_YOUR ASSIGNMENT_. Up to and including the line with "let (server, peers) = start_cluster(3).await;", repeat every line of the listing exactly, beginning at the first.
Top of SOURCE DATA
//! Membership propagation through the rendezvous server.

use std::collections::HashSet;
use std::time::Duration;

use crate::*;

#[tokio::test]
async fn every_peer_converges_on_the_full_membership() {
    let (server, peers) = start_cluster(3).await;

    let expected: HashSet<String> = peers.iter().map(|p| p.local_addr().to_string()).collect();
    for peer in &peers {
        let snapshot = peer.store().directory().snapshot();
        let seen: HashSet<String> = snapshot.addresses.iter().cloned().collect();
        assert_eq!(seen, expected, "peer {} has a stale view", peer.node_index());
        assert_eq!(snapshot.node_indexes.len(), 3);
    }

    server.shutdown();
}

#[tokio::test]
async fn a_departed_peer_is_dropped_from_every_view() {
    let (server, mut peers) = start_cluster(3).await;

    let departed = peers.pop().unwrap();
    let departed_addr = departed.local_addr().to_string();
    // Dropping the node closes its control connection; the server
    // prunes it and pushes the shrunken directory to the survivors.
    drop(departed);

    wait_for_membership(&peers, 2).await;
    for peer in &peers {
        let snapshot = peer.store().directory().snapshot();
        assert!(!snapshot.addresses.contains(&departed_addr));
    }

    server.shutdown();
}

#[tokio::test]
async fn directory_views_can_resolve_peer_addresses() {
    let (server, peers) = start_cluster(2).await;

    let view = peers[0].store().directory();
    assert_eq!(
        view.addr_of(1).as_deref(),
        Some(peers[1].local_addr()),
        "node 1's address should resolve through node 0's view"
    );
    assert_eq!(view.addr_of(7), None);
    assert_eq!(peers[0].store().get_num_other_nodes(), 1);

    server.shutdown();
    tokio::time::sleep(Duration::from_millis(20)).await;
}
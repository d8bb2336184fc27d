//! Length-prefixed message I/O over async byte streams.
//!
//! One frame per message: the fixed header is read whole, validated, and
//! the body read is sized from it. EOF at a frame boundary is a clean
//! close; EOF inside a frame is a lost connection.

use std::time::Duration;

use tokio::io::{AsyncRead, AsyncReadExt, AsyncWrite, AsyncWriteExt};
use tokio::net::TcpStream;
use zerocopy::FromBytes;

use strata_core::error::{Error, Result};
use strata_core::message::Message;
use strata_core::wire::{FrameHeader, HEADER_LEN};

/// Write one message as one frame and flush it.
/// An over-cap body is refused before any bytes are written.
pub async fn write_message<W>(writer: &mut W, msg: &Message) -> Result<()>
where
    W: AsyncWrite + Unpin,
{
    let frame = msg.encode()?;
    writer.write_all(&frame).await?;
    writer.flush().await?;
    Ok(())
}

/// Read one message.
///
/// Returns `Ok(None)` when the peer closed the stream cleanly between
/// frames. A close mid-frame is `ConnectionLost`.
pub async fn read_message<R>(reader: &mut R, peer: &str) -> Result<Option<Message>>
where
    R: AsyncRead + Unpin,
{
    let mut header_buf = [0u8; HEADER_LEN];
    match reader.read_exact(&mut header_buf).await {
        Ok(_) => {}
        Err(e) if e.kind() == std::io::ErrorKind::UnexpectedEof => return Ok(None),
        Err(e) => return Err(e.into()),
    }

    let header = FrameHeader::read_from(&header_buf[..])
        .ok_or_else(|| Error::protocol("frame header short read"))?;
    header.validate()?;

    let mut body = vec![0u8; header.length.get() as usize];
    match reader.read_exact(&mut body).await {
        Ok(_) => {}
        Err(e) if e.kind() == std::io::ErrorKind::UnexpectedEof => {
            return Err(Error::connection_lost(peer));
        }
        Err(e) => return Err(e.into()),
    }

    Ok(Some(Message::decode(header.kind, &body)?))
}

/// Connect to a peer with bounded retries and backoff.
/// Exhausting the attempts yields `ConnectionLost`, never an abort.
pub async fn connect_with_retries(
    addr: &str,
    attempts: u32,
    backoff: Duration,
) -> Result<TcpStream> {
    let attempts = attempts.max(1);
    let mut last_err = None;
    for attempt in 0..attempts {
        match TcpStream::connect(addr).await {
            Ok(stream) => return Ok(stream),
            Err(e) => {
                tracing::debug!(peer = %addr, attempt, error = %e, "connect failed");
                last_err = Some(e);
                if attempt + 1 < attempts {
                    tokio::time::sleep(backoff).await;
                }
            }
        }
    }
    if let Some(e) = last_err {
        tracing::warn!(peer = %addr, attempts, error = %e, "giving up on peer");
    }
    Err(Error::connection_lost(addr))
}
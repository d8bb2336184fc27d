//! Error taxonomy for the store and networking layers.
//!
//! Every failure is an explicit result value the caller can match on:
//! a vanished peer, a missing key, a mistyped frame, and an expired
//! deadline are all distinct, recoverable conditions. Nothing in library
//! code aborts the process.

use crate::key::Key;
use crate::wire::WireError;

#[derive(Debug, thiserror::Error)]
pub enum Error {
    /// The remote side closed or reset the connection mid-operation,
    /// or could not be reached after the configured connect retries.
    #[error("connection to {peer} lost")]
    ConnectionLost { peer: String },

    /// A non-waiting get found no value under the key.
    #[error("key not found: {0}")]
    KeyNotFound(Key),

    /// The remote side sent something this role cannot accept here:
    /// an unknown tag, an unexpected reply kind, a malformed body.
    #[error("protocol violation: {0}")]
    ProtocolViolation(String),

    /// A blocking operation exceeded its deadline.
    #[error("{operation} timed out after {seconds}s")]
    Timeout { operation: &'static str, seconds: u64 },

    #[error(transparent)]
    Wire(#[from] WireError),

    #[error(transparent)]
    Io(#[from] std::io::Error),
}

impl Error {
    pub fn connection_lost(peer: impl Into<String>) -> Self {
        Error::ConnectionLost { peer: peer.into() }
    }

    pub fn protocol(detail: impl Into<String>) -> Self {
        Error::ProtocolViolation(detail.into())
    }
}

pub type Result<T> = std::result::Result<T, Error>;
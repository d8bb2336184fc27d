//! The key-value store.
//!
//! Each key has one home node. Operations on keys homed here touch the
//! local blob map directly; operations on keys homed elsewhere become
//! RPCs to the home node (one short-lived connection per request, so a
//! held WaitGet can never swallow the reply to a later call).
//!
//! Waiting semantics: a `wait_and_get` on an absent local key registers
//! a oneshot waiter under the waiter-table lock, re-checking the map
//! inside that lock — a concurrent `put` either lands before the check
//! (the waiter returns immediately) or drains the table afterwards, so
//! no wakeup is ever lost. Every blocking path carries a deadline.

use std::collections::HashMap;
use std::sync::Arc;
use std::time::Duration;

use bytes::Bytes;
use dashmap::DashMap;
use tokio::sync::{oneshot, Mutex};
use tokio::time::timeout;

use strata_core::error::{Error, Result};
use strata_core::key::Key;
use strata_core::message::{Message, Payload};

use crate::directory::DirectoryView;
use crate::frame;

/// Tunables the store needs from config.
#[derive(Debug, Clone)]
pub struct StoreSettings {
    /// Deadline for every blocking operation, client and server side.
    pub op_timeout: Duration,
    /// Connection attempts before ConnectionLost.
    pub connect_retries: u32,
    /// Backoff between connection attempts.
    pub retry_backoff: Duration,
    /// Elements per flushed column chunk.
    pub chunk_size: usize,
}

impl StoreSettings {
    pub fn from_config(config: &strata_core::config::StrataConfig) -> Self {
        Self {
            op_timeout: config.store.op_timeout(),
            connect_retries: config.cluster.connect_retries,
            retry_backoff: config.cluster.retry_backoff(),
            chunk_size: config.store.chunk_size,
        }
    }
}

/// Cheaply cloneable store handle; all clones share state.
#[derive(Clone)]
pub struct KvStore {
    inner: Arc<Inner>,
}

struct Inner {
    local_addr: String,
    directory: DirectoryView,
    settings: StoreSettings,
    /// Blobs for keys homed on this node, by key name.
    local: DashMap<String, Bytes>,
    /// Pending waiters by key name; drained (cleared) when the key is produced.
    waiters: Mutex<HashMap<String, Vec<oneshot::Sender<Bytes>>>>,
}

impl KvStore {
    pub fn new(local_addr: impl Into<String>, directory: DirectoryView, settings: StoreSettings) -> Self {
        Self {
            inner: Arc::new(Inner {
                local_addr: local_addr.into(),
                directory,
                settings,
                local: DashMap::new(),
                waiters: Mutex::new(HashMap::new()),
            }),
        }
    }

    pub fn node_index(&self) -> u32 {
        self.inner.directory.self_index()
    }

    pub fn local_addr(&self) -> &str {
        &self.inner.local_addr
    }

    pub fn chunk_size(&self) -> usize {
        self.inner.settings.chunk_size
    }

    pub fn directory(&self) -> &DirectoryView {
        &self.inner.directory
    }

    /// Uniformly random known node index, for placing fresh chunk keys.
    pub fn get_random_node_index(&self) -> u32 {
        self.inner.directory.random_node_index()
    }

    pub fn get_num_other_nodes(&self) -> usize {
        self.inner.directory.num_other_nodes()
    }

    // ── Store operations ─────────────────────────────────────────────────────

    /// Store a blob under a key, routing to the key's home node.
    pub async fn put(&self, key: &Key, blob: Bytes) -> Result<()> {
        if key.home == self.node_index() {
            self.deliver_local(&key.name, blob).await;
            return Ok(());
        }

        tracing::debug!(key = %key, bytes = blob.len(), "put routed to remote home");
        let reply = self
            .rpc(key.home, Payload::Put { key_name: key.name.clone(), blob }, "put")
            .await?;
        match reply.payload {
            Payload::Ack => Ok(()),
            other => Err(Error::protocol(format!(
                "expected Ack for put, got {:?}",
                other.kind()
            ))),
        }
    }

    /// Fetch a blob without waiting: the value must already exist.
    pub async fn get(&self, key: &Key) -> Result<Bytes> {
        if key.home == self.node_index() {
            return self
                .get_local(&key.name)
                .ok_or_else(|| Error::KeyNotFound(key.clone()));
        }

        tracing::debug!(key = %key, "get routed to remote home");
        let reply = self
            .rpc(key.home, Payload::Get { key_name: key.name.clone() }, "get")
            .await?;
        match reply.payload {
            Payload::Value { blob } => Ok(blob),
            // The home node answers a miss with Ack (see DESIGN.md).
            Payload::Ack => Err(Error::KeyNotFound(key.clone())),
            other => Err(Error::protocol(format!(
                "expected Value for get, got {:?}",
                other.kind()
            ))),
        }
    }

    /// Fetch a blob, suspending until it exists (bounded by the op timeout).
    pub async fn wait_and_get(&self, key: &Key) -> Result<Bytes> {
        if key.home == self.node_index() {
            return self.wait_local(&key.name).await;
        }

        tracing::debug!(key = %key, "wait_and_get routed to remote home");
        let reply = self
            .rpc(key.home, Payload::WaitGet { key_name: key.name.clone() }, "wait_and_get")
            .await?;
        match reply.payload {
            Payload::Value { blob } => Ok(blob),
            // The home node abandoned the held request at its own deadline.
            Payload::Ack => Err(Error::Timeout {
                operation: "wait_and_get",
                seconds: self.inner.settings.op_timeout.as_secs(),
            }),
            other => Err(Error::protocol(format!(
                "expected Value for wait_and_get, got {:?}",
                other.kind()
            ))),
        }
    }

    // ── Local half, also used by the peer's request handlers ─────────────────

    /// Current local blob, if present. Touches only this node's map.
    pub fn get_local(&self, name: &str) -> Option<Bytes> {
        self.inner.local.get(name).map(|v| v.clone())
    }

    /// Store a blob locally and wake every waiter registered for the name.
    pub async fn deliver_local(&self, name: &str, blob: Bytes) {
        self.inner.local.insert(name.to_string(), blob.clone());

        let pending = {
            let mut waiters = self.inner.waiters.lock().await;
            waiters.remove(name)
        };
        if let Some(senders) = pending {
            tracing::debug!(key_name = name, waiters = senders.len(), "waking waiters");
            for tx in senders {
                // A receiver that timed out and went away is fine to miss.
                let _ = tx.send(blob.clone());
            }
        }
    }

    /// Block until the named key exists locally, bounded by the op timeout.
    pub async fn wait_local(&self, name: &str) -> Result<Bytes> {
        let rx = {
            let mut waiters = self.inner.waiters.lock().await;
            // Re-check under the lock: a put that raced us has either
            // already inserted (we see it here) or will drain the table
            // after we register.
            if let Some(blob) = self.get_local(name) {
                return Ok(blob);
            }
            let (tx, rx) = oneshot::channel();
            waiters.entry(name.to_string()).or_default().push(tx);
            rx
        };

        let deadline = self.inner.settings.op_timeout;
        match timeout(deadline, rx).await {
            Ok(Ok(blob)) => Ok(blob),
            Ok(Err(_)) => Err(Error::protocol("store dropped while waiting")),
            Err(_) => Err(Error::Timeout {
                operation: "wait_and_get",
                seconds: deadline.as_secs(),
            }),
        }
    }

    // ── RPC plumbing ─────────────────────────────────────────────────────────

    /// One request, one reply, one short-lived connection.
    async fn rpc(&self, home: u32, payload: Payload, operation: &'static str) -> Result<Message> {
        let deadline = self.inner.settings.op_timeout;
        match timeout(deadline, self.rpc_inner(home, payload)).await {
            Ok(result) => result,
            Err(_) => Err(Error::Timeout { operation, seconds: deadline.as_secs() }),
        }
    }

    async fn rpc_inner(&self, home: u32, payload: Payload) -> Result<Message> {
        let addr = self
            .inner
            .directory
            .addr_of(home)
            .ok_or_else(|| Error::protocol(format!("no address known for node {home}")))?;

        let mut stream = frame::connect_with_retries(
            &addr,
            self.inner.settings.connect_retries,
            self.inner.settings.retry_backoff,
        )
        .await?;
        let request = Message::new(self.inner.local_addr.clone(), addr.clone(), payload);
        frame::write_message(&mut stream, &request).await?;

        match frame::read_message(&mut stream, &addr).await? {
            Some(reply) => Ok(reply),
            None => Err(Error::connection_lost(addr)),
        }
    }
}
//! Configuration system for strata.
//!
//! Resolution order: environment variables → config file → defaults.
//!
//! Config file location:
//!   1. $STRATA_CONFIG (explicit override)
//!   2. $XDG_CONFIG_HOME/strata/config.toml
//!   3. ~/.config/strata/config.toml

use serde::{Deserialize, Serialize};
use std::path::PathBuf;
use std::time::Duration;

/// Top-level configuration.
#[derive(Debug, Clone, Serialize, Deserialize)]
#[serde(default)]
pub struct StrataConfig {
    pub node: NodeConfig,
    pub cluster: ClusterConfig,
    pub store: StoreConfig,
}

#[derive(Debug, Clone, Serialize, Deserialize)]
#[serde(default)]
pub struct NodeConfig {
    /// Address this node listens on for store traffic.
    /// Port 0 = OS-assigned (the registered address carries the real port).
    pub bind_addr: String,
    /// Logical node index claimed at registration.
    pub node_index: u32,
}

#[derive(Debug, Clone, Serialize, Deserialize)]
#[serde(default)]
pub struct ClusterConfig {
    /// Well-known rendezvous server address.
    pub rendezvous_addr: String,
    /// Connection attempts before giving up with ConnectionLost.
    pub connect_retries: u32,
    /// Backoff between connection attempts, in milliseconds.
    pub retry_backoff_ms: u64,
}

#[derive(Debug, Clone, Serialize, Deserialize)]
#[serde(default)]
pub struct StoreConfig {
    /// Elements per flushed column chunk.
    pub chunk_size: usize,
    /// Deadline for every blocking store operation, in seconds.
    pub op_timeout_secs: u64,
}

// ── Defaults ─────────────────────────────────────────────────────────────────

impl Default for StrataConfig {
    fn default() -> Self {
        Self {
            node: NodeConfig::default(),
            cluster: ClusterConfig::default(),
            store: StoreConfig::default(),
        }
    }
}

impl Default for NodeConfig {
    fn default() -> Self {
        Self {
            bind_addr: "127.0.0.1:0".into(),
            node_index: 0,
        }
    }
}

impl Default for ClusterConfig {
    fn default() -> Self {
        Self {
            rendezvous_addr: "127.0.0.1:8440".into(),
            connect_retries: 5,
            retry_backoff_ms: 200,
        }
    }
}

impl Default for StoreConfig {
    fn default() -> Self {
        Self {
            chunk_size: 100,
            op_timeout_secs: 30,
        }
    }
}

impl StoreConfig {
    pub fn op_timeout(&self) -> Duration {
        Duration::from_secs(self.op_timeout_secs)
    }
}

impl ClusterConfig {
    pub fn retry_backoff(&self) -> Duration {
        Duration::from_millis(self.retry_backoff_ms)
    }
}

// ── Path helpers ─────────────────────────────────────────────────────────────

fn config_dir() -> PathBuf {
    std::env::var("XDG_CONFIG_HOME")
        .map(PathBuf::from)
        .unwrap_or_else(|_| home_or_tmp().join(".config"))
        .join("strata")
}

fn home_or_tmp() -> PathBuf {
    std::env::var("HOME")
        .map(PathBuf::from)
        .unwrap_or_else(|_| PathBuf::from("/tmp"))
}

// ── Errors ───────────────────────────────────────────────────────────────────

#[derive(Debug, thiserror::Error)]
pub enum ConfigError {
    #[error("failed to read {0}: {1}")]
    ReadFailed(PathBuf, std::io::Error),
    #[error("failed to parse {0}: {1}")]
    ParseFailed(PathBuf, toml::de::Error),
    #[error("failed to write {0}: {1}")]
    WriteFailed(PathBuf, std::io::Error),
    #[error("failed to serialize: {0}")]
    SerializeFailed(toml::ser::Error),
}

// ── Loading ──────────────────────────────────────────────────────────────────

impl StrataConfig {
    /// Load config: env vars → file → defaults.
    pub fn load() -> Result<Self, ConfigError> {
        let path = Self::file_path();
        let mut config = if path.exists() {
            let text = std::fs::read_to_string(&path)
                .map_err(|e| ConfigError::ReadFailed(path.clone(), e))?;
            toml::from_str(&text).map_err(|e| ConfigError::ParseFailed(path.clone(), e))?
        } else {
            StrataConfig::default()
        };
        config.apply_env_overrides();
        Ok(config)
    }

    /// Config file path.
    pub fn file_path() -> PathBuf {
        std::env::var("STRATA_CONFIG")
            .map(PathBuf::from)
            .unwrap_or_else(|_| config_dir().join("config.toml"))
    }

    /// Write default config if none exists. Returns the path.
    pub fn write_default_if_missing() -> Result<PathBuf, ConfigError> {
        let path = Self::file_path();
        if !path.exists() {
            if let Some(parent) = path.parent() {
                std::fs::create_dir_all(parent)
                    .map_err(|e| ConfigError::WriteFailed(path.clone(), e))?;
            }
            let text = toml::to_string_pretty(&StrataConfig::default())
                .map_err(ConfigError::SerializeFailed)?;
            std::fs::write(&path, text)
                .map_err(|e| ConfigError::WriteFailed(path.clone(), e))?;
        }
        Ok(path)
    }

    /// Apply STRATA_* env var overrides.
    fn apply_env_overrides(&mut self) {
        if let Ok(v) = std::env::var("STRATA_NODE__BIND_ADDR") {
            self.node.bind_addr = v;
        }
        if let Ok(v) = std::env::var("STRATA_NODE__NODE_INDEX") {
            if let Ok(i) = v.parse() {
                self.node.node_index = i;
            }
        }
        if let Ok(v) = std::env::var("STRATA_CLUSTER__RENDEZVOUS_ADDR") {
            self.cluster.rendezvous_addr = v;
        }
        if let Ok(v) = std::env::var("STRATA_CLUSTER__CONNECT_RETRIES") {
            if let Ok(n) = v.parse() {
                self.cluster.connect_retries = n;
            }
        }
        if let Ok(v) = std::env::var("STRATA_STORE__CHUNK_SIZE") {
            if let Ok(n) = v.parse() {
                self.store.chunk_size = n;
            }
        }
        if let Ok(v) = std::env::var("STRATA_STORE__OP_TIMEOUT_SECS") {
            if let Ok(n) = v.parse() {
                self.store.op_timeout_secs = n;
            }
        }
    }
}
Bottom of SOURCE DATA
_RESULT_.
//! Membership propagation through the rendezvous server.

use std::collections::HashSet;
use std::time::Duration;

use crate::*;

#[tokio::test]
async fn every_peer_converges_on_the_full_membership() {
    let (server, peers) = start_cluster(3).await;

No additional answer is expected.